Start of RECORDS SHOWN

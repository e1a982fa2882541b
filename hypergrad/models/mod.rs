//! Sparse linear models as seen by the solver and the differentiation engines.
//!
//! A model only describes its proximal coordinate step and how that step moves
//! with its input and with the log-hyperparameters. The forward epoch, the
//! forward-mode Jacobian epoch and the reverse Jacobian sweep are written once,
//! as provided methods of [`Model`], on top of those per-coordinate pieces.
//!
//! Notation shared by every method: for coordinate `j`, `lipschitz` is
//! `L_j = ‖X[:, j]‖² / n_samples` and the proximal input is
//! `target = L_j β_j + X[:, j]ᵀ r / n_samples` with `r = y − Xβ`.

use crate::matrix::DesignMatrix;
use ndarray::{Array1, Array2, ArrayView1};

pub mod enet;
pub mod lasso;
pub mod weighted_lasso;

pub use enet::ElasticNet;
pub use lasso::Lasso;
pub use weighted_lasso::WeightedLasso;

/// Sign with `sign(0) = 0`, unlike `f64::signum`.
#[inline]
pub fn sign(value: f64) -> f64 {
    if value > 0.0 {
        1.0
    } else if value < 0.0 {
        -1.0
    } else {
        0.0
    }
}

#[inline]
pub fn soft_threshold(value: f64, threshold: f64) -> f64 {
    sign(value) * (value.abs() - threshold).max(0.0)
}

pub trait Model {
    fn name(&self) -> &'static str;

    /// Length of `log_alpha` (and of the Jacobian accumulator) for a design
    /// with `n_features` columns.
    fn n_hyperparams(&self, n_features: usize) -> usize;

    /// New value of coordinate `j` after its proximal step.
    fn prox(&self, j: usize, target: f64, lipschitz: f64, alpha: ArrayView1<'_, f64>) -> f64;

    /// `∂β_j / ∂target` at the value the proximal step produced.
    /// Zero whenever `beta_j` is zero.
    fn prox_scale(
        &self,
        j: usize,
        beta_j: f64,
        lipschitz: f64,
        alpha: ArrayView1<'_, f64>,
    ) -> f64;

    /// Reports every non-zero `∂β_j / ∂log_alpha_k` as `emit(k, value)`.
    fn prox_hyper_partials(
        &self,
        j: usize,
        beta_j: f64,
        lipschitz: f64,
        alpha: ArrayView1<'_, f64>,
        emit: &mut dyn FnMut(usize, f64),
    );

    fn penalty(&self, beta: ArrayView1<'_, f64>, alpha: ArrayView1<'_, f64>) -> f64;

    fn primal_objective(
        &self,
        x: &DesignMatrix,
        y: &Array1<f64>,
        beta: &Array1<f64>,
        alpha: ArrayView1<'_, f64>,
    ) -> f64 {
        let residual = y - &x.matrix_vector_multiply(beta);
        residual.dot(&residual) / (2.0 * x.nrows() as f64) + self.penalty(beta.view(), alpha)
    }

    /// One forward epoch of proximal coordinate descent, coordinates in
    /// increasing order. Keeps `residual = y − Xβ` in sync and returns the
    /// largest absolute coordinate move.
    fn update_beta_bcd(
        &self,
        x: &DesignMatrix,
        alpha: ArrayView1<'_, f64>,
        beta: &mut Array1<f64>,
        residual: &mut Array1<f64>,
        lipschitz: &Array1<f64>,
    ) -> f64 {
        let n_samples = x.nrows() as f64;
        let mut max_move = 0.0_f64;
        for j in 0..beta.len() {
            let lj = lipschitz[j];
            if lj == 0.0 {
                continue;
            }
            let old = beta[j];
            let target = lj * old + x.column_dot(j, residual.view()) / n_samples;
            let value = self.prox(j, target, lj, alpha);
            if value != old {
                beta[j] = value;
                x.column_axpy(j, old - value, residual.view_mut());
                max_move = max_move.max((value - old).abs());
            }
        }
        max_move
    }

    /// Forward epoch that also carries the Jacobian `dbeta = ∂β/∂log_alpha`
    /// (`n_features × n_hyperparams`) and `dresidual = −X dbeta` through every
    /// coordinate step.
    fn update_beta_jac_bcd(
        &self,
        x: &DesignMatrix,
        alpha: ArrayView1<'_, f64>,
        beta: &mut Array1<f64>,
        residual: &mut Array1<f64>,
        dbeta: &mut Array2<f64>,
        dresidual: &mut Array2<f64>,
        lipschitz: &Array1<f64>,
    ) -> f64 {
        let n_samples = x.nrows() as f64;
        let mut max_move = 0.0_f64;
        for j in 0..beta.len() {
            let lj = lipschitz[j];
            if lj == 0.0 {
                continue;
            }
            let old = beta[j];
            let target = lj * old + x.column_dot(j, residual.view()) / n_samples;
            let value = self.prox(j, target, lj, alpha);
            if value != old {
                beta[j] = value;
                x.column_axpy(j, old - value, residual.view_mut());
                max_move = max_move.max((value - old).abs());
            }

            let previous = dbeta.row(j).to_owned();
            let scale = self.prox_scale(j, value, lj, alpha);
            for k in 0..dbeta.ncols() {
                let dtarget = lj * previous[k] + x.column_dot(j, dresidual.column(k)) / n_samples;
                dbeta[[j, k]] = scale * dtarget;
            }
            self.prox_hyper_partials(j, value, lj, alpha, &mut |k, partial| {
                dbeta[[j, k]] += partial;
            });
            for k in 0..dbeta.ncols() {
                let delta = dbeta[[j, k]] - previous[k];
                if delta != 0.0 {
                    x.column_axpy(j, -delta, dresidual.column_mut(k));
                }
            }
        }
        max_move
    }

    /// Zero accumulator for the reverse sweep, or the caller's explicit seed.
    fn init_g_backward(&self, seed: Option<&Array1<f64>>, n_features: usize) -> Array1<f64> {
        match seed {
            Some(seed) => seed.clone(),
            None => Array1::zeros(self.n_hyperparams(n_features)),
        }
    }

    /// Transposes one forward epoch: coordinates are visited from the last to
    /// the first, `beta` is the iterate recorded at the end of that epoch and
    /// `v` is the running adjoint, consumed and rewritten in place.
    ///
    /// Coordinates with zero curvature were never touched forward and leave
    /// both the accumulator and `v` alone. The Gram column is only formed when
    /// the adjoint actually flows through coordinate `j`, which keeps a sweep
    /// proportional to the support.
    fn update_bcd_jac_backward(
        &self,
        x: &DesignMatrix,
        alpha: ArrayView1<'_, f64>,
        mut jac_t_v: Array1<f64>,
        beta: ArrayView1<'_, f64>,
        v: &mut Array1<f64>,
        lipschitz: &Array1<f64>,
    ) -> Array1<f64> {
        let n_samples = x.nrows() as f64;
        for j in (0..beta.len()).rev() {
            let lj = lipschitz[j];
            if lj == 0.0 {
                continue;
            }
            let vj = v[j];
            if vj == 0.0 {
                continue;
            }
            let beta_j = beta[j];
            self.prox_hyper_partials(j, beta_j, lj, alpha, &mut |k, partial| {
                jac_t_v[k] += vj * partial;
            });
            let weight = vj * self.prox_scale(j, beta_j, lj, alpha);
            v[j] = weight * lj;
            if weight != 0.0 {
                v.scaled_add(-weight / n_samples, &x.gram_column(j));
            }
        }
        jac_t_v
    }

    /// Restricts a Jacobian-vector product to the support. Models whose
    /// hyperparameters are not indexed by feature have nothing to restrict.
    fn get_mask_jac_v(&self, _: &Array1<bool>, jac_v: Array1<f64>) -> Array1<f64> {
        jac_v
    }
}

End of RECORDS SHOWN

_INSTRUCTIONS TO FOLLOW_
Copy exactly the line that contains "v.scaled_add(-weight / n_samples, &x.gram_column(j));" and every line after it through the end of the entries, with nothing added.

_RESPONSE TO THE TASK_
                v.scaled_add(-weight / n_samples, &x.gram_column(j));
            }
        }
        jac_t_v
    }

    /// Restricts a Jacobian-vector product to the support. Models whose
    /// hyperparameters are not indexed by feature have nothing to restrict.
    fn get_mask_jac_v(&self, _: &Array1<bool>, jac_v: Array1<f64>) -> Array1<f64> {
        jac_v
    }
}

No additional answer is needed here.